Below are the entries. Transcribe exactly the lines from the one with "pub fn new(placement: &str, side_to_move: Color)" through the one with "pub fn to_fen(&self)", ends included, and leave out all others.

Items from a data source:

....

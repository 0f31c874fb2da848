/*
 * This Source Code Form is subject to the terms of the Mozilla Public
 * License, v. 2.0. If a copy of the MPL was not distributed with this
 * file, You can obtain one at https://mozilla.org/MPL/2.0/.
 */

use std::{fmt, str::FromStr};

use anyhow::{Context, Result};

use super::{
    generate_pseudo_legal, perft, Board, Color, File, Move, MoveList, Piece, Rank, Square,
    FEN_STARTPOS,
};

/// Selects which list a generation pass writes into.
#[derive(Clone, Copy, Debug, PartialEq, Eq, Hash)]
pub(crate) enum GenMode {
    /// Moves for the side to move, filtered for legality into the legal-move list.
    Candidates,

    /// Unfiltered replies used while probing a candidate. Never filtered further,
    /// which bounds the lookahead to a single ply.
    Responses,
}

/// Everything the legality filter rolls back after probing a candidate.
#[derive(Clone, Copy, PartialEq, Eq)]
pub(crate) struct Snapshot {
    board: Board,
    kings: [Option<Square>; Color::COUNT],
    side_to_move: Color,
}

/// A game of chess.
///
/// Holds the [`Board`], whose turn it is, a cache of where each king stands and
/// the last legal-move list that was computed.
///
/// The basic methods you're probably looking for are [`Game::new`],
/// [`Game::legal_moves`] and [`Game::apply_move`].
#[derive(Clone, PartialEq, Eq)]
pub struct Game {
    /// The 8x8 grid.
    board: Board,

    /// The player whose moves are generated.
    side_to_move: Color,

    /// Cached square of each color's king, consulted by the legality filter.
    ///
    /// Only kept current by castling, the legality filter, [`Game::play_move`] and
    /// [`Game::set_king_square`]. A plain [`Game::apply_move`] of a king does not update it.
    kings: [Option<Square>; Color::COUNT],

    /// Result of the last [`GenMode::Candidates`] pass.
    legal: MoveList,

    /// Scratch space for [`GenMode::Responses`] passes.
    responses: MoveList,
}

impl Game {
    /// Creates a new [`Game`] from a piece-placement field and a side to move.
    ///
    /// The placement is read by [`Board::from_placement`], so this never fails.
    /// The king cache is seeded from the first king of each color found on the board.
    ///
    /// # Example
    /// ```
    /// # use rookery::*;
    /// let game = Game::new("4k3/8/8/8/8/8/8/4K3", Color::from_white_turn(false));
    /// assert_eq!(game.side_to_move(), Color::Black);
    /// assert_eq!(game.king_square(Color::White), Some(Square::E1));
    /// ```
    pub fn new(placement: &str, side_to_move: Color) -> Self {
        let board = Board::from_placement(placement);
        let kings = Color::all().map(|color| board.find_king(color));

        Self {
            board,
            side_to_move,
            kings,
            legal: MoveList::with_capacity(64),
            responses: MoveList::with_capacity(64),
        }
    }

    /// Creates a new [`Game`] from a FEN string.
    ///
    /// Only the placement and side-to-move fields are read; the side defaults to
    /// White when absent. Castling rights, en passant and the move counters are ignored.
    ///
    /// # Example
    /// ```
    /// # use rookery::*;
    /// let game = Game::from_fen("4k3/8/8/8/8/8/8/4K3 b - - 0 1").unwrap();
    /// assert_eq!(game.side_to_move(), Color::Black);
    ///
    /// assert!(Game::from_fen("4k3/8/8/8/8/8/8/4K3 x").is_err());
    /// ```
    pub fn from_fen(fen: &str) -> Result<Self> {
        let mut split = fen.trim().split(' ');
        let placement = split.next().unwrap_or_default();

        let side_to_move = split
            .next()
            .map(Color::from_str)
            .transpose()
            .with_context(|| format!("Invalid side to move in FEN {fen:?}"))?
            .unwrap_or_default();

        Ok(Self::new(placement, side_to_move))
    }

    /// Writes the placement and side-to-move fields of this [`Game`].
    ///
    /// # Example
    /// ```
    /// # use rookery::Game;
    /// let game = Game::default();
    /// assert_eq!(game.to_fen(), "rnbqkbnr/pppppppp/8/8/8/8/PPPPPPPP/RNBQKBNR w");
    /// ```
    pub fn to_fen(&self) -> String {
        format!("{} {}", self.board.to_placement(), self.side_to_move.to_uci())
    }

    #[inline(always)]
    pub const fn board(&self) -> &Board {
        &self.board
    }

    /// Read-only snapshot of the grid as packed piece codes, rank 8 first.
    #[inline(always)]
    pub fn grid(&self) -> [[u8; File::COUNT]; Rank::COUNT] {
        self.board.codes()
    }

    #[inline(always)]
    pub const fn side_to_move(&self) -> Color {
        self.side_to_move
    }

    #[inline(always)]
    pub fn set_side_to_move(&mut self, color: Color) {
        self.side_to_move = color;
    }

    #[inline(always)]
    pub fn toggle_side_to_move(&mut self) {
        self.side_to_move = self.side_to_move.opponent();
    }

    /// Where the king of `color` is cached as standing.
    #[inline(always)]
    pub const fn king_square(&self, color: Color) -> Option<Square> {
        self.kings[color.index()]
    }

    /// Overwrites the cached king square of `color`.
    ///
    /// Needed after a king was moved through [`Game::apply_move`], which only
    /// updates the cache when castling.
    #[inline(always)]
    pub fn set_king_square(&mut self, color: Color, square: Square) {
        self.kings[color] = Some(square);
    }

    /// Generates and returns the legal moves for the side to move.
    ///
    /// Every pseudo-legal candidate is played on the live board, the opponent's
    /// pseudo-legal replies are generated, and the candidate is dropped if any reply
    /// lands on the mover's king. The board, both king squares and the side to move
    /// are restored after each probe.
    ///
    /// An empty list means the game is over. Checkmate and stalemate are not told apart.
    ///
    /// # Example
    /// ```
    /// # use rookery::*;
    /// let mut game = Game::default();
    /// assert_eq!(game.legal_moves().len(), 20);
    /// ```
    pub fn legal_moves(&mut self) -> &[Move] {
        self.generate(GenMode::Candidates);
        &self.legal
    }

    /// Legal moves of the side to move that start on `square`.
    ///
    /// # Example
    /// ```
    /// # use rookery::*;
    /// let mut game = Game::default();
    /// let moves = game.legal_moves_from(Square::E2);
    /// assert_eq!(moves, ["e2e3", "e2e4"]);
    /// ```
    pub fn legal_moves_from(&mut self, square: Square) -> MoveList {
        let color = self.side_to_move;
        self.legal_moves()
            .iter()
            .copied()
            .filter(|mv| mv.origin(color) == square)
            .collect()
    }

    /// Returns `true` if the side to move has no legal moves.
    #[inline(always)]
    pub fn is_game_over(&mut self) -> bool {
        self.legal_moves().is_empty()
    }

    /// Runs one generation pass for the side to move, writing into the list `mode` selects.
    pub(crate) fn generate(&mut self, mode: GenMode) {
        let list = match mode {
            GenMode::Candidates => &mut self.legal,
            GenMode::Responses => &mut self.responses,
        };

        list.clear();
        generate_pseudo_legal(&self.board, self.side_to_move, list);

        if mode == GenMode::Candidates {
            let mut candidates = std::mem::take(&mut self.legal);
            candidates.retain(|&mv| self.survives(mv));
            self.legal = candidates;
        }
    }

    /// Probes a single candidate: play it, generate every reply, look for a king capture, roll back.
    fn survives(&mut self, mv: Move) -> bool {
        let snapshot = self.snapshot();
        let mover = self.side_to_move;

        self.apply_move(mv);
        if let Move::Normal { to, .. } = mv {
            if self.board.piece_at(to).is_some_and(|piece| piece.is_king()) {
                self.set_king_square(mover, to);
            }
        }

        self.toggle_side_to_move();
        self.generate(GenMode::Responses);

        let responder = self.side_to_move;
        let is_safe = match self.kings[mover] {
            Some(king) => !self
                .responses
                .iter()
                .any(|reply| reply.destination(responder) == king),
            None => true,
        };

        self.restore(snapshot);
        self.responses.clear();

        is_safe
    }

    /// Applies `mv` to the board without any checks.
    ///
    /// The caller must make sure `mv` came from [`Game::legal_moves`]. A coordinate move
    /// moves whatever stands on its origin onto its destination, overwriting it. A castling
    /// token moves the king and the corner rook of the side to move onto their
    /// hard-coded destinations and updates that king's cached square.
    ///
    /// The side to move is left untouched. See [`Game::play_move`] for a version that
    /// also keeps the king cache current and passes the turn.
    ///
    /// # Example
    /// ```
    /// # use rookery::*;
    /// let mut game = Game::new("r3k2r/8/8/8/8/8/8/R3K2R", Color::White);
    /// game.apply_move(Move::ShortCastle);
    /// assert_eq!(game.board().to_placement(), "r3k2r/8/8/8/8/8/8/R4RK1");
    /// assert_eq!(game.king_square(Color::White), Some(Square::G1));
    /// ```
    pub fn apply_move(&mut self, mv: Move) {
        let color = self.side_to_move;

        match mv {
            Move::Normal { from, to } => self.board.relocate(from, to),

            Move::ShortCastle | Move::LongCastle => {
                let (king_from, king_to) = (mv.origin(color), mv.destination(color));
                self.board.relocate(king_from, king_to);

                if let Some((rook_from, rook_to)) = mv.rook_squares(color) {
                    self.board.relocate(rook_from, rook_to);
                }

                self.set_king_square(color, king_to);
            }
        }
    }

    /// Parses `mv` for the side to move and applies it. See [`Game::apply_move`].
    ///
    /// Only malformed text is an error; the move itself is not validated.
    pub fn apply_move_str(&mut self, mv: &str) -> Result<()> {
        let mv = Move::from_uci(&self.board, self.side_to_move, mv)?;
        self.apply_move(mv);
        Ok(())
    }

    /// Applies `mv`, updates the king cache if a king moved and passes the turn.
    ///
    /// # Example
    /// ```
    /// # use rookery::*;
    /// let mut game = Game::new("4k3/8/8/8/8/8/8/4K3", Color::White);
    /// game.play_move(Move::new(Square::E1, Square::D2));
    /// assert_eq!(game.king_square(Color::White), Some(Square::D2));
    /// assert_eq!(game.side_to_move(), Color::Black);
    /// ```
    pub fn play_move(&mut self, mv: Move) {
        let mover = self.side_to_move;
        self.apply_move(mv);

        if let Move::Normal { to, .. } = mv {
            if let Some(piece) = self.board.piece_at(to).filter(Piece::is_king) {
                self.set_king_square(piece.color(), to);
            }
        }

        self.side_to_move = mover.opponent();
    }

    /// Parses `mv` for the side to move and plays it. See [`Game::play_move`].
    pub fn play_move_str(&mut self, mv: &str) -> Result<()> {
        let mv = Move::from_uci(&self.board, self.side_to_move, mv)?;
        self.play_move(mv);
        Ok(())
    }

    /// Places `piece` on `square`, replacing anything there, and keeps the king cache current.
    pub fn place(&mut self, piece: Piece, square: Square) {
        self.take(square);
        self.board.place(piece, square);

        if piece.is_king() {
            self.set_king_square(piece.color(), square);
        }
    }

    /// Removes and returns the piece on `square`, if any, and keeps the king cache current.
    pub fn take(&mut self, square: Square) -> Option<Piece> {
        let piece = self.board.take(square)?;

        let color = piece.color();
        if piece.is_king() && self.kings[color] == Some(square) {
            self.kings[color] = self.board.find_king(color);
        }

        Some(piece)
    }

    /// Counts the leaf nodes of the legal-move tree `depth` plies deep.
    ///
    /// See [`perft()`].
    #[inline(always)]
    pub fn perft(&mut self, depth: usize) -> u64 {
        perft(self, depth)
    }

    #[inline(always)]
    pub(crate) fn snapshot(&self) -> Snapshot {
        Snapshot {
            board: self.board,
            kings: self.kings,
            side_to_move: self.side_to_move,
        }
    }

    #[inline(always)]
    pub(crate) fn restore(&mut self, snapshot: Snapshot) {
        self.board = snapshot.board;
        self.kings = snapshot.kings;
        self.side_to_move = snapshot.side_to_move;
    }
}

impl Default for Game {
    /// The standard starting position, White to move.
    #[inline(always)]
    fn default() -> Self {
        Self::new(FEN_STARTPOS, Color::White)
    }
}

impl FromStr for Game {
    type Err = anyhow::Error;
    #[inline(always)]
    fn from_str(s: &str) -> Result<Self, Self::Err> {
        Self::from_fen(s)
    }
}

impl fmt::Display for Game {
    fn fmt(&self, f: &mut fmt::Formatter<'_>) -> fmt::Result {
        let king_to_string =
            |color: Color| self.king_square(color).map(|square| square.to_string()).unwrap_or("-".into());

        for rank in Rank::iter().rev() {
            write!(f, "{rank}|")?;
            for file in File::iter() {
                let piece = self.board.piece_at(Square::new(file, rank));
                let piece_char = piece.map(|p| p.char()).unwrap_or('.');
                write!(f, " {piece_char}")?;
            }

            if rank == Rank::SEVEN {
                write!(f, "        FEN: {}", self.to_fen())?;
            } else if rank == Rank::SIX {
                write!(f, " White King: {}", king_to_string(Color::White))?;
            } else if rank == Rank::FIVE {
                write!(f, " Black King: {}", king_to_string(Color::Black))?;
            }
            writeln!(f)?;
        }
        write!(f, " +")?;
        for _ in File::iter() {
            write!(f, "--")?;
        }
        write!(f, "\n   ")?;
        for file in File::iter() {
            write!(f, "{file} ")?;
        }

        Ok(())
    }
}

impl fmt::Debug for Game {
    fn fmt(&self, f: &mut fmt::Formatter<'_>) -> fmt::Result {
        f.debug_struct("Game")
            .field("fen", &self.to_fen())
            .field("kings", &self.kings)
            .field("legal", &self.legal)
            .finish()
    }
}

....

### RESPONSE TO THIS TASK
    pub fn new(placement: &str, side_to_move: Color) -> Self {
        let board = Board::from_placement(placement);
        let kings = Color::all().map(|color| board.find_king(color));

        Self {
            board,
            side_to_move,
            kings,
            legal: MoveList::with_capacity(64),
            responses: MoveList::with_capacity(64),
        }
    }

    /// Creates a new [`Game`] from a FEN string.
    ///
    /// Only the placement and side-to-move fields are read; the side defaults to
    /// White when absent. Castling rights, en passant and the move counters are ignored.
    ///
    /// # Example
    /// ```
    /// # use rookery::*;
    /// let game = Game::from_fen("4k3/8/8/8/8/8/8/4K3 b - - 0 1").unwrap();
    /// assert_eq!(game.side_to_move(), Color::Black);
    ///
    /// assert!(Game::from_fen("4k3/8/8/8/8/8/8/4K3 x").is_err());
    /// ```
    pub fn from_fen(fen: &str) -> Result<Self> {
        let mut split = fen.trim().split(' ');
        let placement = split.next().unwrap_or_default();

        let side_to_move = split
            .next()
            .map(Color::from_str)
            .transpose()
            .with_context(|| format!("Invalid side to move in FEN {fen:?}"))?
            .unwrap_or_default();

        Ok(Self::new(placement, side_to_move))
    }

    /// Writes the placement and side-to-move fields of this [`Game`].
    ///
    /// # Example
    /// ```
    /// # use rookery::Game;
    /// let game = Game::default();
    /// assert_eq!(game.to_fen(), "rnbqkbnr/pppppppp/8/8/8/8/PPPPPPPP/RNBQKBNR w");
    /// ```
    pub fn to_fen(&self) -> String {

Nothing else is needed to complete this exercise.